BEGIN
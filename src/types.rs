use crate::error::{SciportError, SciportResult};
use serde::{Deserialize, Serialize};
use std::fmt;
use std::path::Path;

//==============================================================================
// Components
//==============================================================================

/// Label identifying a component within a dataset
#[derive(Debug, Clone, PartialEq, Eq, Hash, PartialOrd, Ord, Serialize, Deserialize)]
#[serde(transparent)]
pub struct ComponentId(String);

impl ComponentId {
    pub fn new(label: impl Into<String>) -> Self {
        Self(label.into())
    }

    pub fn label(&self) -> &str {
        &self.0
    }
}

impl fmt::Display for ComponentId {
    fn fmt(&self, f: &mut fmt::Formatter<'_>) -> fmt::Result {
        f.write_str(&self.0)
    }
}

impl From<&str> for ComponentId {
    fn from(s: &str) -> Self {
        Self(s.to_string())
    }
}

impl From<String> for ComponentId {
    fn from(s: String) -> Self {
        Self(s)
    }
}

/// Component value arrays (homogeneous, flattened row-major)
#[derive(Debug, Clone, PartialEq)]
pub enum ComponentValues {
    /// Numeric values; missing entries are NaN
    Numeric(Vec<f64>),
    /// Categorical/text values
    Text(Vec<String>),
}

impl ComponentValues {
    /// Get the length of the array
    pub fn len(&self) -> usize {
        match self {
            ComponentValues::Numeric(v) => v.len(),
            ComponentValues::Text(v) => v.len(),
        }
    }

    /// Check if array is empty
    pub fn is_empty(&self) -> bool {
        self.len() == 0
    }

    pub fn is_numeric(&self) -> bool {
        matches!(self, ComponentValues::Numeric(_))
    }

    /// Get the kind name as a string
    pub fn kind(&self) -> &'static str {
        match self {
            ComponentValues::Numeric(_) => "numerical",
            ComponentValues::Text(_) => "categorical",
        }
    }

    pub fn as_numeric(&self) -> Option<&[f64]> {
        match self {
            ComponentValues::Numeric(v) => Some(v),
            ComponentValues::Text(_) => None,
        }
    }

    pub fn as_text(&self) -> Option<&[String]> {
        match self {
            ComponentValues::Text(v) => Some(v),
            ComponentValues::Numeric(_) => None,
        }
    }
}

impl From<Vec<f64>> for ComponentValues {
    fn from(v: Vec<f64>) -> Self {
        ComponentValues::Numeric(v)
    }
}

impl From<Vec<String>> for ComponentValues {
    fn from(v: Vec<String>) -> Self {
        ComponentValues::Text(v)
    }
}

impl From<Vec<&str>> for ComponentValues {
    fn from(v: Vec<&str>) -> Self {
        ComponentValues::Text(v.into_iter().map(str::to_string).collect())
    }
}

/// A named array plus its physical units
#[derive(Debug, Clone, PartialEq)]
pub struct Component {
    pub values: ComponentValues,
    /// Unit string; `Some("")` is an explicitly dimensionless component
    pub units: Option<String>,
}

impl Component {
    pub fn new(values: impl Into<ComponentValues>) -> Self {
        Self {
            values: values.into(),
            units: None,
        }
    }

    pub fn with_units(mut self, units: impl Into<String>) -> Self {
        self.units = Some(units.into());
        self
    }
}

//==============================================================================
// Coordinates
//==============================================================================

/// FITS header card value
#[derive(Debug, Clone, PartialEq, Serialize, Deserialize)]
#[serde(untagged)]
pub enum HeaderValue {
    Int(i64),
    Float(f64),
    Text(String),
}

#[derive(Debug, Clone, PartialEq, Serialize, Deserialize)]
pub struct HeaderCard {
    pub key: String,
    pub value: HeaderValue,
}

impl HeaderCard {
    pub fn new(key: impl Into<String>, value: HeaderValue) -> Self {
        Self {
            key: key.into(),
            value,
        }
    }
}

/// World coordinate header cards attached to gridded data
#[derive(Debug, Clone, Default, PartialEq, Serialize, Deserialize)]
pub struct Coordinates {
    pub cards: Vec<HeaderCard>,
}

impl Coordinates {
    /// Default linear WCS: pixel coordinates mapped 1:1 onto world coordinates
    pub fn linear(ndim: usize) -> Self {
        let mut cards = vec![HeaderCard::new("WCSAXES", HeaderValue::Int(ndim as i64))];
        for axis in 1..=ndim {
            cards.push(HeaderCard::new(format!("CRPIX{axis}"), HeaderValue::Float(0.0)));
            cards.push(HeaderCard::new(format!("CDELT{axis}"), HeaderValue::Float(1.0)));
            cards.push(HeaderCard::new(format!("CUNIT{axis}"), HeaderValue::Text(String::new())));
            cards.push(HeaderCard::new(format!("CTYPE{axis}"), HeaderValue::Text(String::new())));
            cards.push(HeaderCard::new(format!("CRVAL{axis}"), HeaderValue::Float(0.0)));
        }
        Self { cards }
    }

    pub fn get(&self, key: &str) -> Option<&HeaderValue> {
        self.cards.iter().find(|c| c.key == key).map(|c| &c.value)
    }

    /// Set a card, replacing an existing one with the same key
    pub fn set(&mut self, key: impl Into<String>, value: HeaderValue) {
        let key = key.into();
        match self.cards.iter_mut().find(|c| c.key == key) {
            Some(card) => card.value = value,
            None => self.cards.push(HeaderCard { key, value }),
        }
    }

    pub fn is_empty(&self) -> bool {
        self.cards.is_empty()
    }
}

//==============================================================================
// Dataset
//==============================================================================

/// A labelled collection of equally-shaped components
#[derive(Debug, Clone, PartialEq)]
pub struct Dataset {
    pub label: String,
    shape: Vec<usize>,
    components: Vec<(ComponentId, Component)>,
    pub coords: Option<Coordinates>,
}

impl Dataset {
    pub fn new(label: impl Into<String>, shape: Vec<usize>) -> Self {
        Self {
            label: label.into(),
            shape,
            components: Vec::new(),
            coords: None,
        }
    }

    /// Build a dataset from `(name, values)` pairs sharing `shape`
    pub fn from_arrays<I, N, V>(label: impl Into<String>, shape: Vec<usize>, arrays: I) -> SciportResult<Self>
    where
        I: IntoIterator<Item = (N, V)>,
        N: Into<ComponentId>,
        V: Into<ComponentValues>,
    {
        let mut data = Self::new(label, shape);
        for (name, values) in arrays {
            data.add_component(name, Component::new(values))?;
        }
        Ok(data)
    }

    pub fn shape(&self) -> &[usize] {
        &self.shape
    }

    pub fn ndim(&self) -> usize {
        self.shape.len()
    }

    /// Number of elements in each component
    pub fn size(&self) -> usize {
        self.shape.iter().product()
    }

    /// Add a component, replacing any existing component with the same id
    pub fn add_component(&mut self, id: impl Into<ComponentId>, component: Component) -> SciportResult<()> {
        let id = id.into();
        if component.values.len() != self.size() {
            return Err(SciportError::Shape(format!(
                "component '{}' has {} values but dataset '{}' has shape {:?} ({} values)",
                id,
                component.values.len(),
                self.label,
                self.shape,
                self.size()
            )));
        }

        match self.components.iter_mut().find(|(existing, _)| *existing == id) {
            Some((_, slot)) => *slot = component,
            None => self.components.push((id, component)),
        }
        Ok(())
    }

    pub fn component_ids(&self) -> impl Iterator<Item = &ComponentId> {
        self.components.iter().map(|(id, _)| id)
    }

    pub fn components(&self) -> impl Iterator<Item = (&ComponentId, &Component)> {
        self.components.iter().map(|(id, c)| (id, c))
    }

    pub fn num_components(&self) -> usize {
        self.components.len()
    }

    /// Look up a component id by label
    pub fn id(&self, label: &str) -> Option<&ComponentId> {
        self.component_ids().find(|id| id.label() == label)
    }

    pub fn get_component(&self, label: &str) -> SciportResult<&Component> {
        self.components
            .iter()
            .find(|(id, _)| id.label() == label)
            .map(|(_, c)| c)
            .ok_or_else(|| self.unknown(label))
    }

    pub fn get_component_mut(&mut self, label: &str) -> SciportResult<&mut Component> {
        let unknown = self.unknown(label);
        self.components
            .iter_mut()
            .find(|(id, _)| id.label() == label)
            .map(|(_, c)| c)
            .ok_or(unknown)
    }

    pub fn values(&self, label: &str) -> SciportResult<&ComponentValues> {
        self.get_component(label).map(|c| &c.values)
    }

    /// Numeric values of a component; errors for text components
    pub fn numeric(&self, label: &str) -> SciportResult<&[f64]> {
        self.values(label)?.as_numeric().ok_or_else(|| {
            SciportError::Shape(format!("component '{}' is not numeric", label))
        })
    }

    pub fn set_units(&mut self, label: &str, units: impl Into<String>) -> SciportResult<()> {
        self.get_component_mut(label)?.units = Some(units.into());
        Ok(())
    }

    fn unknown(&self, label: &str) -> SciportError {
        SciportError::UnknownComponent(format!("'{}' in dataset '{}'", label, self.label))
    }
}

/// Dataset label base for a file: its name without extension
pub(crate) fn file_stem(path: &Path) -> String {
    path.file_stem()
        .map(|s| s.to_string_lossy().into_owned())
        .unwrap_or_else(|| "data".to_string())
}
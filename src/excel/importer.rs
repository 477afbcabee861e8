//! Excel importer implementation - workbook sheets → tabular datasets

use crate::error::{SciportError, SciportResult};
use crate::types::{file_stem, Component, ComponentValues, Dataset};
use calamine::{open_workbook_auto, Data, Range, Reader};
use std::collections::HashSet;
use std::path::{Path, PathBuf};
use tracing::debug;

static EMPTY_CELL: Data = Data::Empty;

/// Excel importer: one dataset per sheet, labelled `file:Sheet`
pub struct ExcelImporter {
    path: PathBuf,
    sheet: Option<String>,
}

impl ExcelImporter {
    /// Create a new Excel importer loading every sheet
    pub fn new<P: AsRef<Path>>(path: P) -> Self {
        Self {
            path: path.as_ref().to_path_buf(),
            sheet: None,
        }
    }

    /// Only load the named sheet
    pub fn sheet(mut self, name: impl Into<String>) -> Self {
        self.sheet = Some(name.into());
        self
    }

    /// Import the workbook
    pub fn import(&self) -> SciportResult<Vec<Dataset>> {
        let mut workbook = open_workbook_auto(&self.path).map_err(|e| {
            SciportError::ExcelRead(format!("Failed to open {}: {}", self.path.display(), e))
        })?;

        let sheet_names = workbook.sheet_names().to_vec();
        let stem = file_stem(&self.path);

        if let Some(wanted) = &self.sheet {
            if !sheet_names.contains(wanted) {
                return Err(SciportError::SheetNotFound {
                    sheet: wanted.clone(),
                    available: sheet_names.join(", "),
                });
            }
        }

        let mut datasets = Vec::new();
        for sheet_name in &sheet_names {
            if self.sheet.as_ref().is_some_and(|wanted| wanted != sheet_name) {
                continue;
            }

            let range = workbook.worksheet_range(sheet_name).map_err(|e| {
                SciportError::ExcelRead(format!("Failed to read sheet '{}': {}", sheet_name, e))
            })?;

            // Skip empty sheets unless explicitly requested
            if range.is_empty() && self.sheet.is_none() {
                debug!(sheet = %sheet_name, "skipping empty sheet");
                continue;
            }

            let label = format!("{}:{}", stem, sheet_name);
            let dataset = self.process_sheet(&label, &range)?;
            debug!(
                sheet = %sheet_name,
                rows = dataset.size(),
                columns = dataset.num_components(),
                "loaded sheet"
            );
            datasets.push(dataset);
        }

        Ok(datasets)
    }

    /// Convert one worksheet: first row is the header, the rest are data
    fn process_sheet(&self, label: &str, range: &Range<Data>) -> SciportResult<Dataset> {
        let mut rows = range.rows();
        let header = match rows.next() {
            Some(header) => header,
            None => return Ok(Dataset::new(label, vec![0])),
        };
        let names = self.column_names(header);

        let body: Vec<&[Data]> = rows
            .filter(|row| !row.iter().all(is_blank))
            .collect();

        let mut dataset = Dataset::new(label, vec![body.len()]);
        for (col, name) in names.into_iter().enumerate() {
            let cells: Vec<&Data> = body
                .iter()
                .map(|row| row.get(col).unwrap_or(&EMPTY_CELL))
                .collect();
            dataset.add_component(name, Component::new(self.convert_column(&cells)))?;
        }
        Ok(dataset)
    }

    /// Header cell text, `Unnamed: N` for blanks, `.1`/`.2` suffixes for duplicates
    fn column_names(&self, header: &[Data]) -> Vec<String> {
        let mut seen: HashSet<String> = HashSet::new();
        header
            .iter()
            .enumerate()
            .map(|(col, cell)| {
                let base = match cell {
                    Data::Empty => format!("Unnamed: {}", col),
                    Data::String(s) if s.trim().is_empty() => format!("Unnamed: {}", col),
                    other => cell_text(other),
                };
                let mut name = base.clone();
                let mut suffix = 1;
                while seen.contains(&name) {
                    name = format!("{}.{}", base, suffix);
                    suffix += 1;
                }
                seen.insert(name.clone());
                name
            })
            .collect()
    }

    /// Numeric if every non-blank cell is numeric, text otherwise
    fn convert_column(&self, cells: &[&Data]) -> ComponentValues {
        let numeric = cells
            .iter()
            .all(|cell| is_blank(cell) || cell_number(cell).is_some());

        if numeric {
            ComponentValues::Numeric(
                cells
                    .iter()
                    .map(|cell| cell_number(cell).unwrap_or(f64::NAN))
                    .collect(),
            )
        } else {
            ComponentValues::Text(
                cells
                    .iter()
                    .map(|cell| if is_blank(cell) { String::new() } else { cell_text(cell) })
                    .collect(),
            )
        }
    }
}

/// Load every sheet (or only `sheet`) of a workbook
pub fn read_excel<P: AsRef<Path>>(path: P, sheet: Option<&str>) -> SciportResult<Vec<Dataset>> {
    let mut importer = ExcelImporter::new(path);
    if let Some(name) = sheet {
        importer = importer.sheet(name);
    }
    importer.import()
}

/// Sheet names in workbook order
pub fn sheet_names<P: AsRef<Path>>(path: P) -> SciportResult<Vec<String>> {
    let workbook = open_workbook_auto(path.as_ref()).map_err(|e| {
        SciportError::ExcelRead(format!("Failed to open {}: {}", path.as_ref().display(), e))
    })?;
    Ok(workbook.sheet_names().to_vec())
}

/// Empty and error cells carry no value
fn is_blank(cell: &Data) -> bool {
    matches!(cell, Data::Empty | Data::Error(_))
}

fn cell_number(cell: &Data) -> Option<f64> {
    match cell {
        Data::Float(f) => Some(*f),
        Data::Int(i) => Some(*i as f64),
        Data::Bool(b) => Some(if *b { 1.0 } else { 0.0 }),
        Data::DateTime(dt) => Some(dt.as_f64()),
        _ => None,
    }
}

fn cell_text(cell: &Data) -> String {
    match cell {
        Data::String(s) => s.clone(),
        // Integral floats print without a fractional part: 1.0 → "1"
        Data::Float(f) if f.fract() == 0.0 && f.abs() < 1e15 => format!("{}", *f as i64),
        Data::Float(f) => f.to_string(),
        Data::Int(i) => i.to_string(),
        Data::Bool(true) => "True".to_string(),
        Data::Bool(false) => "False".to_string(),
        Data::DateTimeIso(s) | Data::DurationIso(s) => s.clone(),
        Data::DateTime(dt) => dt.as_f64().to_string(),
        Data::Error(e) => format!("#{:?}", e),
        Data::Empty => String::new(),
    }
}
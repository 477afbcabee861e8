//! CLI Integration Tests
//!
//! Tests the `sciport` binary directly using assert_cmd.

// Binaries are stubbed during coverage builds
#![cfg(not(coverage))]
#![allow(deprecated)] // Command::cargo_bin deprecation - no stable replacement yet

use assert_cmd::Command;
use predicates::prelude::*;
use rust_xlsxwriter::Workbook;
use sciport::excel::read_excel;
use sciport::fits::{fits_writer, FitsReader};
use sciport::types::{ComponentValues, Dataset};
use std::path::{Path, PathBuf};
use tempfile::TempDir;

fn write_grid(dir: &Path) -> PathBuf {
    let path = dir.join("grid.fits");
    let mut data = Dataset::from_arrays(
        "grid",
        vec![2, 3],
        [
            ("x", vec![0.0, 1.0, 2.0, 3.0, 4.0, 5.0]),
            ("y", vec![0.0, 2.0, 4.0, 6.0, 8.0, 10.0]),
        ],
    )
    .unwrap();
    data.set_units("x", "m / s").unwrap();
    fits_writer(&path, &data, None).unwrap();
    path
}

fn write_workbook(dir: &Path) -> PathBuf {
    let path = dir.join("simple_data.xlsx");
    let mut workbook = Workbook::new();
    let sheet = workbook.add_worksheet();
    sheet.set_name("Data1").unwrap();
    sheet.write_string(0, 0, "a").unwrap();
    sheet.write_string(0, 1, "b").unwrap();
    for (row, letter) in ["a", "c", "d"].iter().enumerate() {
        let r = row as u32 + 1;
        sheet.write_number(r, 0, f64::from(r)).unwrap();
        sheet.write_string(r, 1, *letter).unwrap();
    }
    let second = workbook.add_worksheet();
    second.set_name("Data2").unwrap();
    second.write_string(0, 0, "v").unwrap();
    second.write_number(1, 0, 42.0).unwrap();
    workbook.save(&path).unwrap();
    path
}

// ═══════════════════════════════════════════════════════════════════════════
// HELP AND VERSION TESTS
// ═══════════════════════════════════════════════════════════════════════════

#[test]
fn test_cli_help() {
    let mut cmd = Command::cargo_bin("sciport").unwrap();
    cmd.arg("--help")
        .assert()
        .success()
        .stdout(predicate::str::contains("sciport"))
        .stdout(predicate::str::contains("COMMANDS"));
}

#[test]
fn test_cli_version() {
    let mut cmd = Command::cargo_bin("sciport").unwrap();
    cmd.arg("--version")
        .assert()
        .success()
        .stdout(predicate::str::contains("sciport"));
}

#[test]
fn test_export_help_mentions_subsets() {
    let mut cmd = Command::cargo_bin("sciport").unwrap();
    cmd.args(["export", "--help"])
        .assert()
        .success()
        .stdout(predicate::str::contains("SUBSET EXPRESSIONS"));
}

// ═══════════════════════════════════════════════════════════════════════════
// INFO / SHEETS
// ═══════════════════════════════════════════════════════════════════════════

#[test]
fn test_info_text() {
    let temp_dir = TempDir::new().unwrap();
    let fits = write_grid(temp_dir.path());
    let xlsx = write_workbook(temp_dir.path());

    let mut cmd = Command::cargo_bin("sciport").unwrap();
    cmd.arg("info")
        .arg(&fits)
        .arg(&xlsx)
        .assert()
        .success()
        .stdout(predicate::str::contains("grid"))
        .stdout(predicate::str::contains("[m / s]"))
        .stdout(predicate::str::contains("simple_data:Data1"))
        .stdout(predicate::str::contains("simple_data:Data2"))
        .stdout(predicate::str::contains("categorical"));
}

#[test]
fn test_info_json() {
    let temp_dir = TempDir::new().unwrap();
    let fits = write_grid(temp_dir.path());

    let output = Command::cargo_bin("sciport")
        .unwrap()
        .args(["info", "--format", "json"])
        .arg(&fits)
        .output()
        .unwrap();
    assert!(output.status.success());

    let json: serde_json::Value = serde_json::from_slice(&output.stdout).unwrap();
    assert_eq!(json[0]["label"], "grid");
    assert_eq!(json[0]["shape"], serde_json::json!([2, 3]));
    assert_eq!(json[0]["components"][0]["name"], "x");
    assert_eq!(json[0]["components"][0]["units"], "m / s");
    assert!(json[0]["components"][1].get("units").is_none());
}

#[test]
fn test_info_yaml() {
    let temp_dir = TempDir::new().unwrap();
    let xlsx = write_workbook(temp_dir.path());

    let mut cmd = Command::cargo_bin("sciport").unwrap();
    cmd.args(["info", "-f", "yaml"])
        .arg(&xlsx)
        .assert()
        .success()
        .stdout(predicate::str::contains("label:"))
        .stdout(predicate::str::contains("simple_data:Data1"));
}

#[test]
fn test_info_missing_file() {
    let mut cmd = Command::cargo_bin("sciport").unwrap();
    cmd.args(["info", "/nonexistent/file.fits"])
        .assert()
        .failure();
}

#[test]
fn test_sheets() {
    let temp_dir = TempDir::new().unwrap();
    let xlsx = write_workbook(temp_dir.path());

    let mut cmd = Command::cargo_bin("sciport").unwrap();
    cmd.arg("sheets")
        .arg(&xlsx)
        .assert()
        .success()
        .stdout(predicate::str::contains("Data1"))
        .stdout(predicate::str::contains("Data2"));
}

// ═══════════════════════════════════════════════════════════════════════════
// EXPORT
// ═══════════════════════════════════════════════════════════════════════════

#[test]
fn test_export_sheet_to_fits() {
    let temp_dir = TempDir::new().unwrap();
    let xlsx = write_workbook(temp_dir.path());
    let output = temp_dir.path().join("data2.fits");

    let mut cmd = Command::cargo_bin("sciport").unwrap();
    cmd.arg("export")
        .arg(&xlsx)
        .arg(&output)
        .args(["--sheet", "Data2"])
        .assert()
        .success()
        .stdout(predicate::str::contains("Export Complete"));

    let loaded = FitsReader::new(&output).read().unwrap();
    assert_eq!(loaded[0].numeric("v").unwrap(), &[42.0]);
}

#[test]
fn test_export_text_only_selection_fails() {
    let temp_dir = TempDir::new().unwrap();
    let xlsx = write_workbook(temp_dir.path());
    let output = temp_dir.path().join("b.fits");

    let mut cmd = Command::cargo_bin("sciport").unwrap();
    cmd.arg("export")
        .arg(&xlsx)
        .arg(&output)
        .args(["-c", "b"])
        .assert()
        .failure();
}

#[test]
fn test_export_fits_with_subset_and_components() {
    let temp_dir = TempDir::new().unwrap();
    let input = write_grid(temp_dir.path());
    let output = temp_dir.path().join("masked");

    let mut cmd = Command::cargo_bin("sciport").unwrap();
    cmd.arg("export")
        .arg(&input)
        .arg(&output)
        .args(["--subset", "x > 2", "-c", "y", "--verbose"])
        .assert()
        .success()
        .stdout(predicate::str::contains("3 of 6 entries"));

    let loaded = FitsReader::new(&output).read().unwrap();
    assert_eq!(loaded[0].num_components(), 1);
    let y = loaded[0].numeric("y").unwrap();
    assert!(y[..3].iter().all(|v| v.is_nan()));
    assert_eq!(&y[3..], &[6.0, 8.0, 10.0]);
}

#[test]
fn test_export_xlsx_subset_on_unexported_component() {
    let temp_dir = TempDir::new().unwrap();
    let xlsx = write_workbook(temp_dir.path());
    let output = temp_dir.path().join("letters.xlsx");

    let mut cmd = Command::cargo_bin("sciport").unwrap();
    cmd.arg("export")
        .arg(&xlsx)
        .arg(&output)
        .args(["-c", "b", "--subset", "a > 1"])
        .assert()
        .success();

    let loaded = read_excel(&output, None).unwrap();
    assert_eq!(loaded[0].num_components(), 1);
    assert_eq!(
        loaded[0].values("b").unwrap(),
        &ComponentValues::Text(vec!["c".to_string(), "d".to_string()])
    );
}

#[test]
fn test_export_no_overwrite() {
    let temp_dir = TempDir::new().unwrap();
    let input = write_grid(temp_dir.path());
    let output = temp_dir.path().join("copy.fits");
    std::fs::write(&output, b"existing").unwrap();

    let mut cmd = Command::cargo_bin("sciport").unwrap();
    cmd.arg("export")
        .arg(&input)
        .arg(&output)
        .arg("--no-overwrite")
        .assert()
        .failure();

    assert_eq!(std::fs::read(&output).unwrap(), b"existing");
}

#[test]
fn test_export_bad_subset() {
    let temp_dir = TempDir::new().unwrap();
    let input = write_grid(temp_dir.path());
    let output = temp_dir.path().join("bad.fits");

    let mut cmd = Command::cargo_bin("sciport").unwrap();
    cmd.arg("export")
        .arg(&input)
        .arg(&output)
        .args(["--subset", "x >"])
        .assert()
        .failure()
        .stderr(predicate::str::contains("Subset"));
}

#[test]
fn test_export_dataset_index_out_of_range() {
    let temp_dir = TempDir::new().unwrap();
    let xlsx = write_workbook(temp_dir.path());
    let output = temp_dir.path().join("out.fits");

    let mut cmd = Command::cargo_bin("sciport").unwrap();
    cmd.arg("export")
        .arg(&xlsx)
        .arg(&output)
        .args(["--dataset", "5"])
        .assert()
        .failure();
}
END
**Work to be completed**
Locate all lines in the listing above with the word "enumerate". Copy them.

**Reply to the task**
        for (col, name) in names.into_iter().enumerate() {
            .enumerate()
    for (row, letter) in ["a", "c", "d"].iter().enumerate() {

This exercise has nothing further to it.